Orateur
Description
Recent studies suggest an involvement of nuclear lamins in the epithelial-to-mesenchymal transition (EMT) and cancer progression. However, the extent to which nuclear lamins, as genome organizers, are implicated in EMT remains both not consensual and unclear. We have addressed the role of A-type lamins (lamin A/C) in an MCF10A breast epithelial cell model of EMT induction by TGFβ. LMNA transcript levels correlate with expression of EMT markers and with poor prognosis of breast cancer survival. Lamin A/C depletion in MCF10A cells prevents acquisition of an EMT phenotype, establishment of an EMT transcriptome, and of histone modification changes elicited by TGFβ in lamina-associated domains.
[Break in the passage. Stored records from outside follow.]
//! Configuration and constants for loading and reporting.

/// Dump file read when no path is given
pub const DEFAULT_DUMP_FILE: &str = "trace.prof";

/// Number of records shown by a report when no count is given
pub const DEFAULT_REPORT_COUNT: usize = 10;

/// Sort field used by the CLI when none is given
pub const DEFAULT_SORT_FIELD: &str = "total";

/// Sort label of a freshly loaded data set
pub const UNSORTED_LABEL: &str = "none";

/// Keys longer than this are rendered in their own block
pub const KEY_WRAP_WIDTH: usize = 72;

/// Number of numeric fields on a `=` data line
pub const STAT_FIELD_COUNT: usize = 7;

/// Most path levels a `+` line may skip; skipped levels become empty keys
pub const MAX_DEPTH_GAP: usize = 16;

/// Suffix appended to a dump file while it is read for deletion.
/// Writers appending to the original name are unaffected by the rename.
pub const DELETE_SUFFIX: &str = ".deleteme";

// Characters allowed inside a numeric data field
pub const NUMERIC_FIELD_CHARS: &str = "-+0123456789eE.";
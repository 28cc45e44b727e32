//! Data model for loaded dump files.
//!
//! A dump file holds one record per unique path key, each carrying a
//! fixed seven-field statistics tuple.

use indexmap::IndexMap;
use serde::{Deserialize, Serialize};

/// Aggregated timing statistics for one path key.
///
/// Durations are seconds and may be slightly negative from clock noise;
/// timestamps are floating epoch seconds.
#[derive(Debug, Clone, Copy, PartialEq, Serialize, Deserialize)]
pub struct Statistics {
    /// Number of calls
    pub count: u64,

    /// Sum of all call durations
    pub total: f64,

    /// Duration of the first call
    pub first: f64,

    /// Shortest call duration
    pub shortest: f64,

    /// Longest call duration
    pub longest: f64,

    /// Timestamp of the first call
    pub first_at: f64,

    /// Timestamp of the last call
    pub last_at: f64,
}

impl Statistics {
    /// Build a tuple in dump-file field order
    pub fn new(
        count: u64,
        total: f64,
        first: f64,
        shortest: f64,
        longest: f64,
        first_at: f64,
        last_at: f64,
    ) -> Self {
        Self {
            count,
            total,
            first,
            shortest,
            longest,
            first_at,
            last_at,
        }
    }

    /// Mean duration per call (zero when there are no calls)
    pub fn average(&self) -> f64 {
        if self.count == 0 {
            0.0
        } else {
            self.total / self.count as f64
        }
    }
}

/// One path key plus its statistics
#[derive(Debug, Clone, PartialEq, Serialize, Deserialize)]
pub struct Record {
    pub stats: Statistics,

    /// Path segments, outermost first
    pub path: Vec<String>,
}

impl Record {
    pub fn new(path: Vec<String>, stats: Statistics) -> Self {
        Self { stats, path }
    }

    /// The 1-based `n`th path segment, if the record is that deep
    pub fn key(&self, n: usize) -> Option<&str> {
        n.checked_sub(1)
            .and_then(|i| self.path.get(i))
            .map(String::as_str)
    }
}

/// Header read from the first non-empty dump file
#[derive(Debug, Clone, Default, PartialEq, Serialize, Deserialize)]
pub struct Header {
    /// Identifier of the profiler that wrote the file (first line)
    pub profiler: String,

    /// `key = value` entries in file order
    pub entries: IndexMap<String, String>,
}

impl Header {
    pub fn new(profiler: impl Into<String>) -> Self {
        Self {
            profiler: profiler.into(),
            entries: IndexMap::new(),
        }
    }

    pub fn get(&self, key: &str) -> Option<&str> {
        self.entries.get(key).map(String::as_str)
    }
}

#[cfg(test)]
mod tests {
    use super::*;

    #[test]
    fn test_record_key_is_one_based() {
        let record = Record::new(
            vec!["a".to_string(), "b".to_string()],
            Statistics::new(1, 0.1, 0.1, 0.1, 0.1, 1.0, 1.0),
        );

        assert_eq!(record.key(0), None);
        assert_eq!(record.key(1), Some("a"));
        assert_eq!(record.key(2), Some("b"));
        assert_eq!(record.key(3), None);
    }

    #[test]
    fn test_average_handles_zero_count() {
        let stats = Statistics::new(0, 0.0, 0.0, 0.0, 0.0, 0.0, 0.0);
        assert_eq!(stats.average(), 0.0);

        let stats = Statistics::new(4, 2.0, 0.5, 0.5, 0.5, 0.0, 1.0);
        assert_eq!(stats.average(), 0.5);
    }
}
//! The loaded data set: header, records and current sort label.

use crate::parser::schema::{Header, Record};
use crate::utils::config::UNSORTED_LABEL;
use serde::Serialize;

/// All records of one load plus the header of its first file.
///
/// Sorting and filtering mutate the record sequence in place. Use
/// `clone()` first to keep the unfiltered data; the copy shares nothing
/// with the original.
#[derive(Debug, Clone, PartialEq, Serialize)]
pub struct DataSet {
    header: Header,
    records: Vec<Record>,
    sort_label: String,
}

impl DataSet {
    pub fn new(header: Header, records: Vec<Record>) -> Self {
        Self {
            header,
            records,
            sort_label: UNSORTED_LABEL.to_string(),
        }
    }

    pub fn header(&self) -> &Header {
        &self.header
    }

    /// Records in current order
    pub fn records(&self) -> &[Record] {
        &self.records
    }

    /// Number of records
    pub fn count(&self) -> usize {
        self.records.len()
    }

    pub fn is_empty(&self) -> bool {
        self.records.is_empty()
    }

    /// Field of the most recent sort, `"none"` before the first
    pub fn sort_label(&self) -> &str {
        &self.sort_label
    }

    /// Sum of `count` over all records
    pub fn total_count(&self) -> u64 {
        self.records.iter().map(|r| r.stats.count).sum()
    }

    /// Sum of `total` over all records
    pub fn total_time(&self) -> f64 {
        self.records.iter().map(|r| r.stats.total).sum()
    }

    pub fn into_records(self) -> Vec<Record> {
        self.records
    }

    pub(crate) fn records_mut(&mut self) -> &mut Vec<Record> {
        &mut self.records
    }

    pub(crate) fn set_sort_label(&mut self, label: String) {
        self.sort_label = label;
    }
}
Lamin A/C depletion also extensively remodels chromatin accessibility detected by ATAC-seq, resulting in a general net opening of promoters of differentially expressed genes, yet attenuating TGFβ-induced increases in promoter accessibility. Absence of lamin A/C also extensively remodels transcription factor (TF) footprints, notably of FOS/JUN pioneer TFs of the AP-1 complex, SMAD2/3 and other factors previously not reported to be associated with EMT. Our footprint changes allude to TF retention, eviction or binding inhibition at/from target DNA binding sites in promoters and enhancers. Changes in TF binding behavior however occur in a manner not necessarily coupled to concurring changes in chromatin accessibility and H3K27 acetylation. We conclude that A-type lamins are essential for TGFβ-induced EMT in the MCF10A model, by enabling a chromatin accessibility landscape and TF binding behaviors at regulatory elements driving EMT gene expression.